It might be nice to have some kind of statistics for each language (i.e. how many untranslated strings there are) that indicate where translation contributions are needed.

Yes, that would be nice. You can get that info running the default target of the localization build, this is, bare make while in the po/ directory. That will give an output that includes a list of the form:

OLD_PO_FILE_INPUT=yes msgfmt -v -o af.mo af.po
996 translated messages, 198 fuzzy translations, 181 untranslated messages.
OLD_PO_FILE_INPUT=yes msgfmt -v -o ca.mo ca.po
1252 translated messages, 76 fuzzy translations, 47 untranslated messages.
OLD_PO_FILE_INPUT=yes msgfmt -v -o cs.mo cs.po
768 translated messages, 375 fuzzy translations, 232 untranslated messages.
OLD_PO_FILE_INPUT=yes msgfmt -v -o de.mo de.po

It shouldn't be difficult making a script to parse that output and generate a nice report.

Such a report could be generated during the build process.

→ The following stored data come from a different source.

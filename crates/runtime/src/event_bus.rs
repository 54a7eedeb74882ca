use crate::frame::Frame;

/// An event tagged with the frame it was emitted in.
#[derive(Debug, Clone, PartialEq)]
pub struct Stamped<E> {
    pub frame_index: u64,
    pub event: E,
}

/// Ordered, frame-stamped event queue.
///
/// Producers push during a tick; the presentation layer drains once per frame.
/// Emission order is preserved, which is what keeps overlay updates for one
/// selection from interleaving with the next.
#[derive(Debug)]
pub struct EventBus<E> {
    events: Vec<Stamped<E>>,
}

impl<E> Default for EventBus<E> {
    fn default() -> Self {
        Self { events: Vec::new() }
    }
}

impl<E> EventBus<E> {
    pub fn new() -> Self {
        Self::default()
    }

    pub fn emit(&mut self, frame: Frame, event: E) {
        self.events.push(Stamped {
            frame_index: frame.index,
            event,
        });
    }

    pub fn events(&self) -> &[Stamped<E>] {
        &self.events
    }

    pub fn is_empty(&self) -> bool {
        self.events.is_empty()
    }

    pub fn len(&self) -> usize {
        self.events.len()
    }

    pub fn drain(&mut self) -> Vec<Stamped<E>> {
        std::mem::take(&mut self.events)
    }

    /// Drain and drop the frame stamps.
    pub fn drain_events(&mut self) -> Vec<E> {
        self.drain().into_iter().map(|s| s.event).collect()
    }
}
use catalog::CameraPose;
use foundation::math::{Mat4, Quat, Vec2, Vec3, mat4_look_at_rh, mat4_mul, mat4_perspective_rh_z0};

use crate::picking::Ray;

/// Canvas size in CSS pixels. Pixel `(0, 0)` is the top-left corner.
#[derive(Debug, Copy, Clone, PartialEq)]
pub struct Viewport {
    pub width_px: f64,
    pub height_px: f64,
}

impl Viewport {
    pub fn new(width_px: f64, height_px: f64) -> Self {
        Self {
            width_px,
            height_px,
        }
    }

    pub fn is_valid(&self) -> bool {
        self.width_px.is_finite() && self.height_px.is_finite() && self.width_px > 0.0 && self.height_px > 0.0
    }

    pub fn aspect(&self) -> f64 {
        self.width_px / self.height_px
    }

    /// Clamp a pointer position into the canvas.
    pub fn clamp(&self, px: Vec2) -> Vec2 {
        Vec2::new(px.x.clamp(0.0, self.width_px), px.y.clamp(0.0, self.height_px))
    }

    pub fn contains(&self, px: Vec2) -> bool {
        (0.0..=self.width_px).contains(&px.x) && (0.0..=self.height_px).contains(&px.y)
    }
}

/// Perspective camera looking from `pose.position` at `pose.target`, +Y up.
#[derive(Debug, Copy, Clone, PartialEq)]
pub struct Camera {
    pub pose: CameraPose,
    pub fov_y_rad: f64,
    pub near: f64,
    pub far: f64,
    pub viewport: Viewport,
}

/// Camera frame vectors in world space.
#[derive(Debug, Copy, Clone)]
struct Basis {
    right: Vec3,
    up: Vec3,
    forward: Vec3,
}

impl Camera {
    pub fn new(pose: CameraPose, fov_y_deg: f64, near: f64, far: f64, viewport: Viewport) -> Self {
        Self {
            pose,
            fov_y_rad: fov_y_deg.to_radians(),
            near,
            far,
            viewport,
        }
    }

    /// A camera can project only with a usable viewport, frustum and a pose
    /// whose eye and target differ.
    pub fn has_valid_projection(&self) -> bool {
        self.viewport.is_valid()
            && self.pose.is_finite()
            && self.pose.distance() > 1e-9
            && self.fov_y_rad > 0.0
            && self.fov_y_rad < std::f64::consts::PI
            && self.near > 0.0
            && self.far > self.near
    }

    pub fn orientation(&self) -> Quat {
        self.pose.orientation()
    }

    fn basis(&self) -> Basis {
        let q = self.orientation();
        Basis {
            right: q.rotate(Vec3::new(1.0, 0.0, 0.0)),
            up: q.rotate(Vec3::new(0.0, 1.0, 0.0)),
            forward: q.forward(),
        }
    }

    fn tan_half_fov(&self) -> f64 {
        (0.5 * self.fov_y_rad).tan()
    }

    pub fn view_proj(&self) -> Mat4 {
        let view = mat4_look_at_rh(self.pose.position, self.pose.target, Vec3::UP);
        let proj = mat4_perspective_rh_z0(self.fov_y_rad, self.viewport.aspect(), self.near, self.far);
        mat4_mul(proj, view)
    }

    /// Screen position of a world point, or `None` when it lies behind the
    /// near plane (or the camera cannot project at all).
    pub fn project(&self, world: Vec3) -> Option<Vec2> {
        if !self.has_valid_projection() {
            return None;
        }
        let b = self.basis();
        let d = world - self.pose.position;
        let depth = d.dot(b.forward);
        if depth < self.near {
            return None;
        }
        let t = self.tan_half_fov();
        let ndc_x = d.dot(b.right) / (depth * t * self.viewport.aspect());
        let ndc_y = d.dot(b.up) / (depth * t);
        Some(Vec2::new(
            (ndc_x + 1.0) * 0.5 * self.viewport.width_px,
            (1.0 - ndc_y) * 0.5 * self.viewport.height_px,
        ))
    }

    /// Ray from the eye through a pointer position, clamped to the canvas.
    pub fn ray_through(&self, pointer_px: Vec2) -> Option<Ray> {
        if !self.has_valid_projection() {
            return None;
        }
        let px = self.viewport.clamp(pointer_px);
        let ndc_x = 2.0 * px.x / self.viewport.width_px - 1.0;
        let ndc_y = 1.0 - 2.0 * px.y / self.viewport.height_px;

        let b = self.basis();
        let t = self.tan_half_fov();
        let dir = b.forward + b.right * (ndc_x * t * self.viewport.aspect()) + b.up * (ndc_y * t);
        Some(Ray::new(self.pose.position, dir.normalize()?))
    }
}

A new target could be added to the build invoking the script mentioned above. Or, if simple enough, it could be inlined within the Makefile instead of having a separate script.

We could run such a target periodically and export results to some public place. But, as I said before, I wouldn't include it on every build, cause most builds (development ones) don't touch localization and that would just add more burden.

Two more notes on possible actions:

  • There is more detailed info about each file through make <language>.ck that can be seen in check.log. That is done for every file with make check. Perhaps that info could also be merged with the above to generate the report.
  • Targets install, uninstall, prefixcheck are still to be fixed. They are meant to copy/delete the generated *.mo files to/from the proper system location. That is currently broken, as the proper system location was previously determined by autoconf. Now, this should be properly integrated with cmake so that it tells where to put files. Then, I think at least update-po / all / install / uninstall / report should be integrated with the overall build so that they can be called from the main build / directory. @jszakmeister should have a look into this to determine the best way to do that.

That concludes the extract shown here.